WHAT YOU ARE ASKED TO DO –
Check every line of the data below for the word "single" and say how many have it, without further comment.

╭─ GIVEN DATA

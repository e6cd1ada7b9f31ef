//! Group trade records into calendar buckets.
//!
//! Each record lands in exactly one bucket, chosen by `derive_key`.
//! Buckets come back in a `BTreeMap`, so iteration is chronological no
//! matter what order the records arrived in. Inside a bucket, records keep
//! their input order.

use super::period::{derive_key, BucketKey, Period};
use crate::parser::TradeRecord;
use log::debug;
use std::collections::BTreeMap;

/// All records that fall in one period instance
///
/// **Public** - produced by `aggregate`, consumed by the metric reducer
#[derive(Debug, Clone, PartialEq)]
pub struct Bucket {
    pub key: BucketKey,
    pub records: Vec<TradeRecord>,
}

impl Bucket {
    fn new(key: BucketKey) -> Self {
        Self {
            key,
            records: Vec::new(),
        }
    }

    pub fn len(&self) -> usize {
        self.records.len()
    }

    pub fn is_empty(&self) -> bool {
        self.records.is_empty()
    }
}

/// Group records by period
///
/// **Public** - main entry point for bucketing
///
/// # Arguments
/// * `records` - Valid trade records, in any order
/// * `period` - Calendar period to group by
///
/// # Returns
/// Buckets keyed and ordered by period start. Empty input gives an empty map.
pub fn aggregate(records: &[TradeRecord], period: Period) -> BTreeMap<BucketKey, Bucket> {
    debug!("Aggregating {} records by {} period", records.len(), period);

    let mut buckets: BTreeMap<BucketKey, Bucket> = BTreeMap::new();

    for record in records {
        let key = derive_key(&record.timestamp, period);
        buckets
            .entry(key)
            .or_insert_with_key(|key| Bucket::new(key.clone()))
            .records
            .push(*record);
    }

    debug!("Built {} {} buckets", buckets.len(), period);
    buckets
}

#[cfg(test)]
mod tests {
    use super::*;
    use chrono::{TimeZone, Utc};

    fn record(y: i32, m: u32, d: u32, size: f64, price: f64) -> TradeRecord {
        TradeRecord::new(Utc.with_ymd_and_hms(y, m, d, 9, 0, 0).unwrap(), size, price)
    }

    #[test]
    fn test_aggregate_empty() {
        let buckets = aggregate(&[], Period::Daily);
        assert!(buckets.is_empty());
    }

    #[test]
    fn test_aggregate_groups_same_day() {
        let records = vec![
            record(2023, 1, 1, 10.0, 5.0),
            record(2023, 1, 2, 20.0, 3.0),
            record(2023, 1, 1, 1.0, 7.0),
        ];

        let buckets = aggregate(&records, Period::Daily);

        assert_eq!(buckets.len(), 2);
        let first = buckets.values().next().unwrap();
        assert_eq!(first.key.label, "2023-01-01");
        assert_eq!(first.len(), 2);
    }

    #[test]
    fn test_aggregate_keeps_input_order_within_bucket() {
        let records = vec![
            record(2023, 1, 3, 3.0, 1.0),
            record(2023, 1, 1, 1.0, 1.0),
            record(2023, 1, 2, 2.0, 1.0),
        ];

        let buckets = aggregate(&records, Period::Weekly);

        assert_eq!(buckets.len(), 1);
        let sizes: Vec<f64> = buckets
            .values()
            .next()
            .unwrap()
            .records
            .iter()
            .map(|r| r.trade_size)
            .collect();
        assert_eq!(sizes, vec![3.0, 1.0, 2.0]);
    }

    #[test]
    fn test_aggregate_iterates_chronologically() {
        let records = vec![
            record(2023, 11, 1, 1.0, 1.0),
            record(2023, 2, 1, 1.0, 1.0),
            record(2023, 10, 1, 1.0, 1.0),
        ];

        let labels: Vec<String> = aggregate(&records, Period::Monthly)
            .into_keys()
            .map(|k| k.label)
            .collect();

        assert_eq!(labels, vec!["2023-2", "2023-10", "2023-11"]);
    }
}
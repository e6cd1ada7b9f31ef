//! Reduce buckets into per-period metrics.
//!
//! Volume is the sum of trade sizes. Notional is the sum of size × price,
//! a proxy for traded value. No rounding happens here; formatting belongs
//! to whoever displays the numbers.

use super::buckets::Bucket;
use super::period::BucketKey;
use log::debug;
use serde::{Deserialize, Serialize};
use std::collections::BTreeMap;

/// Aggregate metrics for one bucket
///
/// **Public** - input to the projection builder
#[derive(Debug, Clone, PartialEq, Serialize)]
pub struct ReducedBucket {
    pub key: BucketKey,

    /// Σ trade size
    pub total_volume: f64,

    /// Σ trade size × price
    pub total_notional: f64,

    /// Number of trades in the bucket
    pub trade_count: usize,
}

impl ReducedBucket {
    /// Volume-weighted average price, 0 when the bucket has no volume
    pub fn average_price(&self) -> f64 {
        if self.total_volume > 0.0 {
            self.total_notional / self.total_volume
        } else {
            0.0
        }
    }
}

/// Reduce a single bucket
///
/// **Public** - buckets from `aggregate` always hold at least one record
pub fn reduce(bucket: &Bucket) -> ReducedBucket {
    debug_assert!(!bucket.is_empty(), "bucket {} has no records", bucket.key);

    let (total_volume, total_notional) = bucket
        .records
        .iter()
        .fold((0.0, 0.0), |(volume, notional), record| {
            (volume + record.trade_size, notional + record.notional())
        });

    ReducedBucket {
        key: bucket.key.clone(),
        total_volume,
        total_notional,
        trade_count: bucket.records.len(),
    }
}

/// Reduce every bucket, keeping the map's chronological order
///
/// **Public** - main entry point for metrics calculation
pub fn reduce_all(buckets: &BTreeMap<BucketKey, Bucket>) -> Vec<ReducedBucket> {
    debug!("Reducing {} buckets", buckets.len());
    buckets.values().map(reduce).collect()
}

/// Calculate volume distribution statistics
///
/// **Public** - provides summary statistics
pub fn calculate_volume_distribution(reduced: &[ReducedBucket]) -> VolumeDistribution {
    if reduced.is_empty() {
        return VolumeDistribution::default();
    }

    let total_volume: f64 = reduced.iter().map(|b| b.total_volume).sum();
    let total_notional: f64 = reduced.iter().map(|b| b.total_notional).sum();
    let trade_count: usize = reduced.iter().map(|b| b.trade_count).sum();

    // First bucket wins ties, so the result does not depend on sort stability
    let peak = reduced.iter().fold(None::<&ReducedBucket>, |best, b| match best {
        Some(current) if current.total_volume >= b.total_volume => Some(current),
        _ => Some(b),
    });

    VolumeDistribution {
        bucket_count: reduced.len(),
        trade_count,
        total_volume,
        total_notional,
        mean_volume_per_bucket: total_volume / reduced.len() as f64,
        peak_bucket: peak.map(|b| b.key.label.clone()),
        peak_volume: peak.map(|b| b.total_volume).unwrap_or(0.0),
    }
}

/// Volume distribution statistics
///
/// **Public** - returned from calculate_volume_distribution
#[derive(Debug, Clone, Default, PartialEq, Serialize, Deserialize)]
pub struct VolumeDistribution {
    /// Number of non-empty buckets
    pub bucket_count: usize,

    /// Number of trades across all buckets
    pub trade_count: usize,

    /// Σ volume across all buckets
    pub total_volume: f64,

    /// Σ notional across all buckets
    pub total_notional: f64,

    /// Mean volume per bucket
    pub mean_volume_per_bucket: f64,

    /// Bucket with the highest volume
    pub peak_bucket: Option<String>,

    /// Volume of the peak bucket
    pub peak_volume: f64,
}

impl VolumeDistribution {
    /// Get human-readable summary
    ///
    /// **Public** - for logging and debugging
    pub fn summary(&self) -> String {
        format!(
            "Buckets: {} | Trades: {} | Volume: {:.2} | Notional: {:.2} | Mean/bucket: {:.2} | Peak: {} ({:.2})",
            self.bucket_count,
            self.trade_count,
            self.total_volume,
            self.total_notional,
            self.mean_volume_per_bucket,
            self.peak_bucket.as_deref().unwrap_or("-"),
            self.peak_volume
        )
    }
}
//! Raw record input.
//!
//! Fetching trades from an exchange is left to whatever produces the JSON;
//! this module only reads the document it left behind.

pub mod file;

pub use file::{load_raw_records, parse_reader, STDIN_MARKER};
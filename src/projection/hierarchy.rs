//! Treemap view: a fixed root with one child per bucket, sized by notional.

use super::palette::color_for_key;
use crate::aggregator::ReducedBucket;
use crate::utils::config::HIERARCHY_ROOT_NAME;
use serde::{Deserialize, Serialize};

/// One treemap leaf
#[derive(Debug, Clone, PartialEq, Serialize, Deserialize)]
pub struct HierarchyNode {
    /// Bucket key
    pub name: String,

    /// Total notional of the bucket
    pub value: f64,

    /// Palette color derived from `name`
    pub color: String,
}

/// Root-with-children value tree
#[derive(Debug, Clone, PartialEq, Serialize, Deserialize)]
pub struct HierarchyProjection {
    pub name: String,
    pub children: Vec<HierarchyNode>,
}

impl Default for HierarchyProjection {
    fn default() -> Self {
        Self {
            name: HIERARCHY_ROOT_NAME.to_string(),
            children: Vec::new(),
        }
    }
}

impl HierarchyProjection {
    /// Sum of all children
    pub fn total_value(&self) -> f64 {
        self.children.iter().map(|c| c.value).sum()
    }
}

/// Build the tree from buckets already in display order
pub(crate) fn build_hierarchy<'a>(
    buckets: impl IntoIterator<Item = &'a ReducedBucket>,
) -> HierarchyProjection {
    let children = buckets
        .into_iter()
        .map(|b| HierarchyNode {
            name: b.key.label.clone(),
            value: b.total_notional,
            color: color_for_key(&b.key.label).to_string(),
        })
        .collect();

    HierarchyProjection {
        name: HIERARCHY_ROOT_NAME.to_string(),
        children,
    }
}
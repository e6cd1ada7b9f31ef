//! Input record and output report schema definitions.
//!
//! `TradeRecord` is what the engine works on once raw input is parsed.
//! `Report` is the JSON document we write to disk. Its schema is versioned
//! to allow future evolution.

use crate::aggregator::{Period, VolumeDistribution};
use crate::projection::{HierarchyProjection, SeriesProjection};
use chrono::{DateTime, Utc};
use serde::{Deserialize, Serialize};

/// A single trade, normalized to UTC
#[derive(Debug, Clone, Copy, PartialEq, Serialize, Deserialize)]
pub struct TradeRecord {
    pub timestamp: DateTime<Utc>,

    /// Traded quantity, never negative
    pub trade_size: f64,

    /// Price per unit, never negative
    pub price: f64,
}

impl TradeRecord {
    pub fn new(timestamp: DateTime<Utc>, trade_size: f64, price: f64) -> Self {
        Self {
            timestamp,
            trade_size,
            price,
        }
    }

    /// Size × price
    pub fn notional(&self) -> f64 {
        self.trade_size * self.price
    }
}

/// Top-level report structure written to JSON
#[derive(Debug, Clone, Serialize, Deserialize)]
pub struct Report {
    /// Schema version for compatibility checking
    pub version: String,

    /// Period the records were bucketed by
    pub period: Period,

    /// Timestamp when the report was generated
    pub generated_at: String,

    /// Records that made it into a bucket
    pub total_records: usize,

    /// Records left out because they failed to parse
    pub skipped_records: usize,

    /// Subset of `skipped_records` whose timestamp could not be parsed
    #[serde(default)]
    pub invalid_timestamps: usize,

    /// Totals across all buckets
    pub summary: VolumeDistribution,

    /// Volume per bucket, for bar charts
    pub series: SeriesProjection,

    /// Notional per bucket, for treemaps
    pub hierarchy: HierarchyProjection,
}
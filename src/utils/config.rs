//! Configuration and constants for the CLI.

/// Current output schema version
pub const SCHEMA_VERSION: &str = "1.0.0";

/// Name of the root node in the hierarchical projection
pub const HIERARCHY_ROOT_NAME: &str = "Trades";

/// Default number of buckets listed in the text summary
pub const DEFAULT_SUMMARY_ROWS: usize = 20;
pub const MAX_SUMMARY_ROWS: usize = 1000;

// Integer timestamps above this are taken as epoch milliseconds, below as seconds.
// 1e11 seconds is roughly the year 5138, 1e11 milliseconds is early 1973.
pub const EPOCH_MILLIS_THRESHOLD: i64 = 100_000_000_000;

// Field names for record parsing (different feeds use different names)
pub const RECORD_ARRAY_FIELD_NAMES: &[&str] = &["trades", "records", "data", "result", "items"];
pub const TIMESTAMP_FIELD_NAMES: &[&str] = &[
    "timestamp",
    "ts",
    "time",
    "date",
    "tradeTime",
    "trade_time",
];
pub const SIZE_FIELD_NAMES: &[&str] = &[
    "tradeSize",
    "trade_size",
    "size",
    "quantity",
    "qty",
    "volume",
];
pub const PRICE_FIELD_NAMES: &[&str] = &["price", "tradePrice", "trade_price", "px"];
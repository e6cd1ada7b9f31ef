//! Trade Bucket Studio
//!
//! Groups timestamped trade records into calendar periods (daily, weekly,
//! monthly, quarterly) and turns each period into chart-ready data: a
//! volume series for bar charts and a notional tree for treemaps.
//!
//! This crate provides the core implementation for the
//! `trade-buckets` CLI tool.
//!
//! ## Getting Started
//!
//! ```bash
//! trade-buckets aggregate --input trades.json --period monthly --summary
//! ```
//!
//! As a library:
//!
//! ```
//! use trade_bucket_studio::aggregator::Period;
//! use trade_bucket_studio::parser::parse_records;
//! use trade_bucket_studio::projection::summarize;
//!
//! let raw = serde_json::json!([
//!     {"timestamp": "2023-01-01T00:00:00Z", "size": 10, "price": 5},
//!     {"timestamp": "2023-01-02T00:00:00Z", "size": 20, "price": 3},
//! ]);
//! let parsed = parse_records(&raw).unwrap();
//! let charts = summarize(&parsed.records, Period::Daily);
//!
//! assert_eq!(charts.series.labels, vec!["2023-01-01", "2023-01-02"]);
//! assert_eq!(charts.hierarchy.children[1].value, 60.0);
//! ```

pub mod aggregator;
pub mod commands;
pub mod output;
pub mod parser;
pub mod projection;
pub mod source;
pub mod utils;
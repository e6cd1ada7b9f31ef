//! Bucketing of trade records into calendar periods.
//!
//! This module transforms parsed trade records into:
//! - Period keys (daily, weekly, monthly, quarterly)
//! - Buckets holding every record of one period instance
//! - Per-bucket volume and notional totals

pub mod buckets;
pub mod metrics;
pub mod period;

// Re-export main types and functions
pub use buckets::{aggregate, Bucket};
pub use metrics::{calculate_volume_distribution, reduce, reduce_all, ReducedBucket, VolumeDistribution};
pub use period::{derive_key, BucketKey, Period};
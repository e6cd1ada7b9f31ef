use crate::utils::config::DEFAULT_SUMMARY_ROWS;
use std::path::PathBuf;

/// Arguments for the aggregate command
///
/// **Public** - used by main.rs to construct from CLI args
#[derive(Debug, Clone)]
pub struct AggregateArgs {
    /// Trade records JSON file (None = stdin)
    pub input: Option<PathBuf>,

    /// Raw period selector, parsed and validated by the command
    pub period: String,

    /// Output path for the full JSON report (optional)
    pub output_json: Option<PathBuf>,

    /// Output path for the series projection alone (optional)
    pub output_series: Option<PathBuf>,

    /// Output path for the hierarchy projection alone (optional)
    pub output_tree: Option<PathBuf>,

    /// Keep only records at or after this timestamp
    pub since: Option<String>,

    /// Keep only records from the last twelve months
    pub last_year: bool,

    /// Print text summary to stdout
    pub print_summary: bool,

    /// Number of buckets shown in the text summary
    pub summary_rows: usize,
}

impl Default for AggregateArgs {
    fn default() -> Self {
        Self {
            input: None,
            period: "daily".to_string(),
            output_json: Some(PathBuf::from("report.json")),
            output_series: None,
            output_tree: None,
            since: None,
            last_year: false,
            print_summary: false,
            summary_rows: DEFAULT_SUMMARY_ROWS,
        }
    }
}
use serde::Serialize;

use crate::services::pipeline::{NO_INPUT_MESSAGE, NO_TEXT_MESSAGE, SummaryOutcome};

#[derive(Debug, Clone, Copy, PartialEq, Eq, Serialize)]
#[cfg_attr(feature = "openapi", derive(utoipa::ToSchema))]
#[serde(rename_all = "snake_case")]
pub enum SummaryStatus {
    Done,
    NoInput,
    NoText,
}

#[derive(Debug, Serialize)]
#[cfg_attr(feature = "openapi", derive(utoipa::ToSchema))]
pub struct SummarizeResponse {
    pub status: SummaryStatus,
    pub message: Option<String>,
    pub summary: Option<String>,
    pub chunk_count: usize,
    pub failed_chunks: usize,
}

impl From<SummaryOutcome> for SummarizeResponse {
    fn from(outcome: SummaryOutcome) -> Self {
        match outcome {
            SummaryOutcome::NoInput => Self::status_only(SummaryStatus::NoInput, NO_INPUT_MESSAGE),
            SummaryOutcome::NoText => Self::status_only(SummaryStatus::NoText, NO_TEXT_MESSAGE),
            SummaryOutcome::Done { summary, chunks } => Self {
                status: SummaryStatus::Done,
                message: None,
                summary: Some(summary),
                chunk_count: chunks.len(),
                failed_chunks: chunks.iter().filter(|c| c.is_failed()).count(),
            },
        }
    }
}

impl SummarizeResponse {
    fn status_only(status: SummaryStatus, message: &str) -> Self {
        Self {
            status,
            message: Some(message.to_string()),
            summary: None,
            chunk_count: 0,
            failed_chunks: 0,
        }
    }
}

/// Shape of the multipart form accepted by `POST /api/summarize`.
#[cfg(feature = "openapi")]
#[derive(utoipa::ToSchema)]
#[allow(dead_code)]
pub struct SummarizeForm {
    /// PDF document; takes priority over `text`.
    #[schema(format = Binary)]
    pub file: Option<String>,
    pub text: Option<String>,
}
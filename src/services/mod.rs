pub mod chunker;
pub mod llm_provider;
pub mod pdf;
pub mod pipeline;
pub mod summarizer;
pub mod health;
pub mod page;
pub mod summarize;

use axum::{
    extract::DefaultBodyLimit,
    routing::{get, post},
    Router,
};
use tower_http::cors::{Any, CorsLayer};
use tower_http::trace::TraceLayer;

use crate::state::AppState;

/// Room for the pasted-text field and multipart framing on top of the file.
const FORM_OVERHEAD_BYTES: usize = 2 * 1024 * 1024;

pub fn app(state: AppState) -> Router {
    let body_limit = state.config.upload.max_file_size_bytes() + FORM_OVERHEAD_BYTES;

    let cors = CorsLayer::new()
        .allow_origin(Any)
        .allow_methods(Any)
        .allow_headers(Any);

    let router = Router::new()
        .route("/", get(page::index))
        .route("/api/health", get(health::health_check))
        .route("/api/summarize", post(summarize::summarize))
        .layer(DefaultBodyLimit::max(body_limit));

    #[cfg(feature = "openapi")]
    let router = {
        use utoipa::OpenApi;
        use utoipa_redoc::{Redoc, Servable};
        router.merge(Redoc::with_url("/api/docs", crate::openapi::ApiDoc::openapi()))
    };

    router
        .layer(cors)
        .layer(TraceLayer::new_for_http())
        .with_state(state)
}
//! Request pipeline: resolve the input, extract, chunk, summarize, join.

use tracing::Instrument;
use uuid::Uuid;

use crate::services::chunker::{self, DEFAULT_MAX_CHARS};
use crate::services::pdf;
use crate::services::summarizer::Summarizer;

/// Placeholder emitted in place of a chunk whose summary could not be produced.
pub const ERROR_MARKER: &str = "[Error in summarization]";

pub const NO_INPUT_MESSAGE: &str = "Please upload a PDF or enter some text above.";
pub const NO_TEXT_MESSAGE: &str = "No text found to summarize.";

#[derive(Debug, Clone, PartialEq, Eq)]
pub enum DocumentInput {
    Upload { filename: String, bytes: Vec<u8> },
    Pasted(String),
}

#[derive(Debug, Clone, PartialEq, Eq)]
pub enum ChunkSummary {
    Summarized(String),
    Failed,
}

impl ChunkSummary {
    pub fn is_failed(&self) -> bool {
        matches!(self, ChunkSummary::Failed)
    }

    fn as_line(&self) -> &str {
        match self {
            ChunkSummary::Summarized(text) => text.trim(),
            ChunkSummary::Failed => ERROR_MARKER,
        }
    }
}

#[derive(Debug, Clone, PartialEq, Eq)]
pub enum SummaryOutcome {
    NoInput,
    NoText,
    Done {
        summary: String,
        chunks: Vec<ChunkSummary>,
    },
}

/// An upload always wins; pasted text counts only when it is not blank.
pub fn resolve_input(
    upload: Option<(String, Vec<u8>)>,
    pasted: Option<String>,
) -> Option<DocumentInput> {
    if let Some((filename, bytes)) = upload {
        return Some(DocumentInput::Upload { filename, bytes });
    }

    pasted
        .filter(|text| !text.trim().is_empty())
        .map(DocumentInput::Pasted)
}

pub async fn summarize_document(
    summarizer: &dyn Summarizer,
    input: Option<DocumentInput>,
) -> SummaryOutcome {
    let request_id = Uuid::new_v4();

    let Some(input) = input else {
        tracing::info!(%request_id, "No input provided");
        return SummaryOutcome::NoInput;
    };

    let text = match input {
        DocumentInput::Upload { filename, bytes } => {
            match pdf::extract_text_blocking(bytes, &filename).await {
                Ok(text) => text,
                Err(e) => {
                    tracing::warn!(%request_id, "Treating unreadable PDF '{filename}' as empty: {e:#}");
                    String::new()
                }
            }
        }
        DocumentInput::Pasted(text) => text,
    };

    if text.trim().is_empty() {
        tracing::info!(%request_id, "Resolved document has no text");
        return SummaryOutcome::NoText;
    }

    let chunks = chunker::chunk_text(&text, DEFAULT_MAX_CHARS);
    tracing::info!(
        %request_id,
        summarizer = %summarizer.describe(),
        "Summarizing {} chars in {} chunk(s)",
        text.chars().count(),
        chunks.len()
    );

    let results = summarize_chunks(summarizer, &chunks)
        .instrument(tracing::info_span!("summarize", %request_id))
        .await;
    let failed = results.iter().filter(|r| r.is_failed()).count();
    if failed > 0 {
        tracing::warn!(%request_id, "{failed} of {} chunk(s) failed to summarize", results.len());
    }

    SummaryOutcome::Done {
        summary: join_summaries(&results),
        chunks: results,
    }
}

/// Summarize chunks one after another, preserving their order. A failing
/// chunk is recorded and the remaining chunks are still attempted.
pub async fn summarize_chunks(summarizer: &dyn Summarizer, chunks: &[String]) -> Vec<ChunkSummary> {
    let mut results = Vec::with_capacity(chunks.len());

    for (index, chunk) in chunks.iter().enumerate() {
        match summarizer.summarize(chunk).await {
            Ok(summary) => {
                tracing::debug!("Chunk {index} summarized ({} chars)", summary.len());
                results.push(ChunkSummary::Summarized(summary));
            }
            Err(e) => {
                tracing::warn!("Chunk {index} failed to summarize: {e}");
                results.push(ChunkSummary::Failed);
            }
        }
    }

    results
}

pub fn join_summaries(results: &[ChunkSummary]) -> String {
    let mut out = String::new();
    for result in results {
        out.push_str(result.as_line());
        out.push('\n');
    }
    out.trim().to_string()
}
use config::{Config, ConfigError, Environment, File};
use serde::Deserialize;

#[derive(Debug, Deserialize, Clone)]
pub struct AppConfig {
    pub server: ServerConfig,
    pub summarizer: SummarizerConfig,
    pub upload: UploadConfig,
}

#[derive(Debug, Deserialize, Clone)]
pub struct ServerConfig {
    pub host: String,
    pub port: u16,
}

#[derive(Debug, Deserialize, Clone)]
pub struct SummarizerConfig {
    /// `huggingface` for an inference endpoint, otherwise a rig provider id.
    pub provider: String,
    pub model: String,
    pub endpoint: String,
    pub api_key: Option<String>,
    pub request_timeout_secs: u64,
}

#[derive(Debug, Deserialize, Clone)]
pub struct UploadConfig {
    pub max_file_size_mb: usize,
}

impl UploadConfig {
    pub fn max_file_size_bytes(&self) -> usize {
        self.max_file_size_mb * 1024 * 1024
    }
}

impl AppConfig {
    pub fn load() -> Result<Self, ConfigError> {
        let environment = std::env::var("RUN_ENV").unwrap_or_else(|_| "development".into());

        Config::builder()
            .add_source(File::with_name("config/default"))
            .add_source(File::with_name(&format!("config/{environment}")).required(false))
            .add_source(Environment::with_prefix("APP").separator("__"))
            .build()?
            .try_deserialize()
    }
}

#[cfg(test)]
mod tests {
    use super::*;

    #[test]
    fn test_default_config_loads() {
        let config = AppConfig::load();
        assert!(config.is_ok(), "Default config should load: {config:?}");

        let config = config.unwrap();
        assert_eq!(config.server.port, 3000);
        assert_eq!(config.summarizer.provider, "huggingface");
        assert_eq!(config.upload.max_file_size_bytes(), 50 * 1024 * 1024);
    }

    #[test]
    fn test_env_override() {
        // SAFETY: no other test reads or writes this variable.
        unsafe { std::env::set_var("APP__SUMMARIZER__MODEL", "facebook/bart-large-cnn") };

        let config = AppConfig::load().unwrap();
        assert_eq!(config.summarizer.model, "facebook/bart-large-cnn");

        unsafe { std::env::remove_var("APP__SUMMARIZER__MODEL") };
    }
}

╰─

REPLY –
2